Posted on the Housing Wire by Paul Jackson:
Standard & Poor’s Ratings Services warned Tuesday morning of a coming slide in commercial mortgage-backed securities, as the economic recession appears set to take a bite out of one of the few remaining real estate asset classes to survive much of the turmoil in financial markets worldwide. The rating agency said it had recently performed a loan-by-loan, deal-by-deal summary of CMBS it had rated, factoring in current and expected economic conditions; the analysis found a “high downgrade risk” for recent-vintage CMBS, the firm said.
“Since September/October 2008, Standard & Poor’s has witnessed significant deterioration in the credit performance of the CMBS transactions it rates,” said credit analyst James Manzi. “The economic recession combined with the absence of readily accessible financing in the capital markets has, in our opinion, skewed the credit risks related to the performance of CMBS sharply to the downside, and in excess of what we expected at origination or in our prior scenario analysis.”
Pundits have long predicted a crash in commercial real estate as the U.S. housing and mortgage mess has continued onward; it now appears as if those pundits may have been correct.

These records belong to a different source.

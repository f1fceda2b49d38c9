pub mod error;
pub mod local_store;
pub mod record;
pub mod submission_client;
pub mod submission_log;
pub mod validator;
pub mod wizard;
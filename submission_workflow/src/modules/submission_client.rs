use async_trait::async_trait;
use chrono::{SecondsFormat, Utc};
use futures::future::{AbortHandle, Abortable, Aborted};
use log::{debug, info, warn};
use rand::{rngs::StdRng, Rng, SeedableRng};
use std::sync::{Arc, Mutex};
use tokio::{task::JoinHandle, time::sleep};
use uuid::Uuid;

use crate::config::SubmissionClientConfig;
use crate::modules::{
    error::WorkflowError,
    record::WizardRecord,
    submission_log::SubmissionLog,
    validator::check_consent,
};

pub mod result;

use result::{SubmissionResult, SubmissionStatus};

pub const NETWORK_ERROR: &str = "Network error. Please check your connection and try again.";

/// Where a finished record is sent.
///
/// This is the seam a real `POST /projects` backend would sit behind; the
/// wizard only ever talks to this trait.
#[async_trait]
pub trait SubmissionApi<R: WizardRecord>: Send + Sync {
    async fn submit(&self, record: R) -> Result<SubmissionResult, WorkflowError>;
}

// Mock submission backend
// - Rejects records without full consent before doing anything else
// - Waits a fixed latency to stand in for the network round trip
// - Fails a configurable share of valid submissions with a transient error
// - Stores every accepted submission in the local submission log
#[derive(Clone)]
pub struct SubmissionClient {

    // Latency, failure rate and seed
    config: SubmissionClientConfig,

    // Log accepted submissions are appended to
    log: Arc<SubmissionLog>,

    // Source of the simulated failures, shared between clones
    rng: Arc<Mutex<StdRng>>,
}

impl SubmissionClient {
    pub fn new(log: Arc<SubmissionLog>, config: SubmissionClientConfig) -> Self {
        let rng = match config.seed {
            Some(seed) => StdRng::seed_from_u64(seed),
            None => StdRng::from_entropy(),
        };
        Self {
            config,
            log,
            rng: Arc::new(Mutex::new(rng)),
        }
    }

    pub async fn submit<R: WizardRecord>(&self, record: R) -> Result<SubmissionResult, WorkflowError> {
        // Consent is checked up front, an invalid record never waits
        if let Err(e) = check_consent(record.consent()) {
            warn!("Submission rejected: {}", e);
            return Err(e);
        }

        let data = serde_json::to_value(&record)
            .map_err(|e| WorkflowError::JsonSerializationError(e.to_string()))?;

        debug!("Submitting record, simulated latency {:?}", self.config.latency());
        sleep(self.config.latency()).await;

        if self.roll_failure()? {
            warn!("Simulated network failure");
            return Err(WorkflowError::TransientError(NETWORK_ERROR.to_string()));
        }

        let result = SubmissionResult::new(
            Uuid::new_v4().to_string(),
            SubmissionStatus::Submitted,
            Utc::now().to_rfc3339_opts(SecondsFormat::Millis, true),
            R::SUBMITTED_MESSAGE.to_string(),
        );

        self.log.append(&result, data).await?;
        info!("Submission {} accepted at {}", result.id(), result.submitted_at());

        Ok(result)
    }

    // Run the submission as its own task that can be aborted, e.g. when the
    // user leaves the page. Must be called from within a tokio runtime.
    pub fn submit_cancellable<R: WizardRecord>(&self, record: R) -> PendingSubmission {
        let (abort_handle, registration) = AbortHandle::new_pair();
        let client = self.clone();

        let task = tokio::spawn(Abortable::new(
            async move { client.submit(record).await },
            registration,
        ));

        PendingSubmission { abort_handle, task }
    }

    // True when this attempt should fail
    fn roll_failure(&self) -> Result<bool, WorkflowError> {
        let mut rng = self.rng
            .lock()
            .map_err(|_| WorkflowError::TaskError("failure generator lock poisoned".to_string()))?;
        Ok(rng.gen::<f64>() < self.config.failure_rate)
    }
}

#[async_trait]
impl<R: WizardRecord> SubmissionApi<R> for SubmissionClient {
    async fn submit(&self, record: R) -> Result<SubmissionResult, WorkflowError> {
        SubmissionClient::submit(self, record).await
    }
}

// Handle to an in-flight submission started with `submit_cancellable`
pub struct PendingSubmission {
    abort_handle: AbortHandle,
    task: JoinHandle<Result<Result<SubmissionResult, WorkflowError>, Aborted>>,
}

impl PendingSubmission {
    // Abort the submission. Nothing is stored if it is still waiting on the
    // simulated latency.
    pub fn cancel(&self) {
        info!("Cancelling in-flight submission");
        self.abort_handle.abort();
    }

    // Extra handle for whoever tracks navigation
    pub fn abort_handle(&self) -> AbortHandle {
        self.abort_handle.clone()
    }

    pub fn is_finished(&self) -> bool {
        self.task.is_finished()
    }

    pub async fn outcome(self) -> Result<SubmissionResult, WorkflowError> {
        match self.task.await {
            Ok(Ok(result)) => result,
            Ok(Err(Aborted)) => Err(WorkflowError::Cancelled),
            Err(e) => Err(WorkflowError::TaskError(e.to_string())),
        }
    }
}
use serde::{Deserialize, Serialize};

#[derive(Debug, Clone, Copy, PartialEq, Eq, Serialize, Deserialize)]
#[serde(rename_all = "snake_case")]
pub enum SubmissionStatus {
    Submitted,
    UnderReview,
    Approved,
    Rejected,
}

impl SubmissionStatus {
    // submitted -> under_review -> approved | rejected
    // Only `Submitted` is produced locally, review happens on the backend
    pub fn can_transition_to(self, next: SubmissionStatus) -> bool {
        matches!(
            (self, next),
            (SubmissionStatus::Submitted, SubmissionStatus::UnderReview)
                | (SubmissionStatus::UnderReview, SubmissionStatus::Approved)
                | (SubmissionStatus::UnderReview, SubmissionStatus::Rejected)
        )
    }
}

// Acknowledged outcome of a submission.
// Only the submission client builds these, so id and timestamp never change.
#[derive(Debug, Clone, PartialEq, Serialize, Deserialize)]
#[serde(rename_all = "camelCase")]
pub struct SubmissionResult {
    // UUID v4 assigned by the client
    id: String,
    status: SubmissionStatus,
    // RFC 3339, UTC
    submitted_at: String,
    message: String,
}

impl SubmissionResult {
    pub(crate) fn new(id: String, status: SubmissionStatus, submitted_at: String, message: String) -> Self {
        Self { id, status, submitted_at, message }
    }

    pub fn id(&self) -> &str {
        &self.id
    }

    pub fn status(&self) -> SubmissionStatus {
        self.status
    }

    pub fn submitted_at(&self) -> &str {
        &self.submitted_at
    }

    pub fn message(&self) -> &str {
        &self.message
    }
}

#[cfg(test)]
mod tests {
    use super::*;

    #[test]
    fn status_follows_review_flow() {
        use SubmissionStatus::*;
        assert!(Submitted.can_transition_to(UnderReview));
        assert!(UnderReview.can_transition_to(Approved));
        assert!(UnderReview.can_transition_to(Rejected));
        assert!(!Submitted.can_transition_to(Approved));
        assert!(!Approved.can_transition_to(Rejected));
        assert!(!Rejected.can_transition_to(UnderReview));
    }

    #[test]
    fn wire_shape_matches_api() {
        let result = SubmissionResult::new(
            "7c9e6679-7425-40de-944b-e07fc1f90ae7".to_string(),
            SubmissionStatus::UnderReview,
            "2026-10-16T08:30:00.000Z".to_string(),
            "ok".to_string(),
        );
        let json = serde_json::to_value(&result).unwrap();
        assert_eq!(json["status"], "under_review");
        assert_eq!(json["submittedAt"], "2026-10-16T08:30:00.000Z");
    }
}
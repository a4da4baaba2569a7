//! Auto command - headless rounds against a random stand-in
//!
//! ## Architecture (4-layer granularity)
//!
//! - Level 1: run() - orchestration
//! - Level 2: play_batch(), report_results()
//! - Level 3: play_round(), compute_statistics()
//! - Level 4: formatting utilities
//!
//! Pacing delays are never slept here; continuations run immediately.

use anyhow::{Context, Result};
use clap::Args;
use rand::SeedableRng;
use rand_chacha::ChaCha8Rng;

use sim_core::{GameEvent, GameGraph, Player, Session, SessionConfig, Wakeup};

// ============================================================================
// COMMAND ARGUMENTS (Level 4 - Configuration)
// ============================================================================

#[derive(Args)]
pub struct AutoArgs {
    /// Number of rounds to play
    #[arg(long, default_value = "100")]
    pub games: usize,

    /// Output results as JSON
    #[arg(long)]
    pub json: bool,
}

/// Result of a single round
#[derive(Clone, Debug)]
struct RoundRecord {
    round: u32,
    loser: Player,
    moves: usize,
    reconsidered: usize,
    triangle: String,
}

/// Aggregated batch results
#[derive(Clone, Debug)]
struct BatchResults {
    rounds: Vec<RoundRecord>,
    human_losses: usize,
    computer_losses: usize,
    avg_moves: f32,
}

// ============================================================================
// LEVEL 1 - ORCHESTRATION
// ============================================================================

/// Run auto command
pub fn run(args: AutoArgs, config: SessionConfig) -> Result<()> {
    let graph = GameGraph::new().context("Failed to build game graph")?;

    tracing::info!("Starting {} headless rounds (seed={:?})", args.games, config.seed);

    let results = play_batch(&graph, &args, config)?;

    report_results(&results, &args);

    Ok(())
}

// ============================================================================
// LEVEL 2 - PHASES
// ============================================================================

/// Play all rounds on one session, resetting in between
fn play_batch(graph: &GameGraph, args: &AutoArgs, config: SessionConfig) -> Result<BatchResults> {
    let mut stand_in = create_rng(config.seed.map(|s| s.wrapping_add(1)));
    let mut session = Session::new(graph, config);
    let mut rounds = Vec::with_capacity(args.games);

    for _ in 0..args.games {
        let record = play_round(&mut session, &mut stand_in)?;

        tracing::info!(
            "Round {}: {:?} lost after {} moves",
            record.round,
            record.loser,
            record.moves
        );

        rounds.push(record);
    }

    Ok(compute_statistics(rounds))
}

/// Report batch results
fn report_results(results: &BatchResults, args: &AutoArgs) {
    if args.json {
        print_json_results(results);
    } else {
        print_text_results(results);
    }
}

// ============================================================================
// LEVEL 3 - STEPS
// ============================================================================

/// Play until someone loses, then run the reset
fn play_round(session: &mut Session, stand_in: &mut ChaCha8Rng) -> Result<RoundRecord> {
    let round = session.round();
    let mut moves = 0;
    let mut reconsidered = 0;
    let mut pending: Option<Wakeup> = None;

    loop {
        let advance = match pending.take() {
            Some(wakeup) => session.wake(wakeup)?,
            None => {
                let edge = session.store().random_neutral_edge(stand_in)?;
                session.claim(edge)?
            }
        };

        for event in &advance.events {
            match event {
                GameEvent::Claimed { .. } => moves += 1,
                GameEvent::Reconsidered { .. } => reconsidered += 1,
                GameEvent::Lost { loser, triangle } => {
                    let sides: Vec<&str> = triangle
                        .iter()
                        .map(|&e| session.graph().edge(e).key.as_str())
                        .collect();
                    let record = RoundRecord {
                        round,
                        loser: *loser,
                        moves,
                        reconsidered,
                        triangle: sides.join("-"),
                    };
                    if let Some(reset) = advance.wakeup {
                        session.wake(reset)?;
                    }
                    return Ok(record);
                }
                _ => {}
            }
        }

        pending = advance.wakeup;
    }
}

/// Compute loss counts and averages
fn compute_statistics(rounds: Vec<RoundRecord>) -> BatchResults {
    let human_losses = rounds.iter().filter(|r| r.loser == Player::Human).count();
    let computer_losses = rounds.iter().filter(|r| r.loser == Player::Computer).count();

    let total_moves: usize = rounds.iter().map(|r| r.moves).sum();
    let avg_moves = if rounds.is_empty() {
        0.0
    } else {
        total_moves as f32 / rounds.len() as f32
    };

    BatchResults {
        rounds,
        human_losses,
        computer_losses,
        avg_moves,
    }
}

// ============================================================================
// LEVEL 4 - UTILITIES
// ============================================================================

/// Create RNG from seed or random
fn create_rng(seed: Option<u64>) -> ChaCha8Rng {
    match seed {
        Some(s) => ChaCha8Rng::seed_from_u64(s),
        None => ChaCha8Rng::from_entropy(),
    }
}

fn percent(part: usize, total: usize) -> f32 {
    if total > 0 {
        part as f32 / total as f32 * 100.0
    } else {
        0.0
    }
}

/// Print results as JSON
fn print_json_results(results: &BatchResults) {
    #[derive(serde::Serialize)]
    struct JsonRound {
        round: u32,
        loser: Player,
        moves: usize,
        reconsidered: usize,
        triangle: String,
    }

    #[derive(serde::Serialize)]
    struct JsonOutput {
        total_rounds: usize,
        human_losses: usize,
        computer_losses: usize,
        avg_moves: f32,
        computer_win_rate: f32,
        rounds: Vec<JsonRound>,
    }

    let total = results.rounds.len();
    let output = JsonOutput {
        total_rounds: total,
        human_losses: results.human_losses,
        computer_losses: results.computer_losses,
        avg_moves: results.avg_moves,
        computer_win_rate: percent(results.human_losses, total) / 100.0,
        rounds: results
            .rounds
            .iter()
            .map(|r| JsonRound {
                round: r.round,
                loser: r.loser,
                moves: r.moves,
                reconsidered: r.reconsidered,
                triangle: r.triangle.clone(),
            })
            .collect(),
    };

    if let Ok(json) = serde_json::to_string_pretty(&output) {
        println!("{}", json);
    }
}

/// Print results as text
fn print_text_results(results: &BatchResults) {
    let total = results.rounds.len();
    let reconsidered: usize = results.rounds.iter().map(|r| r.reconsidered).sum();

    println!("\n=== Batch Results ===");
    println!("Total rounds:     {}", total);
    println!(
        "Human lost:       {} ({:.1}%)",
        results.human_losses,
        percent(results.human_losses, total)
    );
    println!(
        "Computer lost:    {} ({:.1}%)",
        results.computer_losses,
        percent(results.computer_losses, total)
    );
    println!("Avg moves:        {:.1}", results.avg_moves);
    println!("Retries used:     {}", reconsidered);
}
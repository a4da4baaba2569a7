//! Error types for graph construction and play

/// Errors raised by the Sim core
#[derive(Debug, thiserror::Error)]
pub enum SimError {
    #[error("Graph construction produced {found} {what}, expected {expected}")]
    Topology {
        what: &'static str,
        expected: usize,
        found: usize,
    },

    #[error("Duplicate key in graph construction: {0}")]
    DuplicateKey(String),

    #[error("Label outside of alphabet A-F: {0:?}")]
    InvalidLabel(char),

    #[error("Unknown edge: {0}")]
    UnknownEdge(String),

    #[error("Unknown triangle: {0}")]
    UnknownTriangle(String),

    #[error("No neutral edges remaining")]
    NoNeutralEdges,
}

pub type Result<T> = std::result::Result<T, SimError>;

The scenario analysis performed by S&P generated hypothetical term and maturity defaults on individual CMBS conduit/fusion loans based in part on expectations of future commercial real estate performance, the agency said in a press statement. It also estimated potential losses on loans that defaulted in the analysis, which produced projected lifetime losses on individual transactions.
“Recent-vintage CMBS fared the worst in the analysis, with the 2005-2007 vintages posting PLLS in the double digits,” said Harris Trifon, a credit analyst with S&P.
“We’re examining our entire CMBS portfolio to determine which transactions will be most susceptible to increasing defaults and losses through their terms. This examination considers property financial performance, specially serviced and delinquent loans, and relative credit enhancement levels. We plan to publish the results of this examination shortly,” said Eric Thompson, analytical manager for U.S. CMBS surveillance.
I wouldn’t expect the results here to be positive, given what the initial analysis is showing over at S&P; the agency also suggested that new CMBS deal might face a tougher set of criteria in coming to market, as well.
“Standard & Poor’s will also consider the results of the scenario analysis in the rating assignment process, in particular the credit characteristics of loans that contributed to the higher PLLs we observed in more recent vintages,” said Barbara Duka, analytical manager for U.S. CMBS new issuance.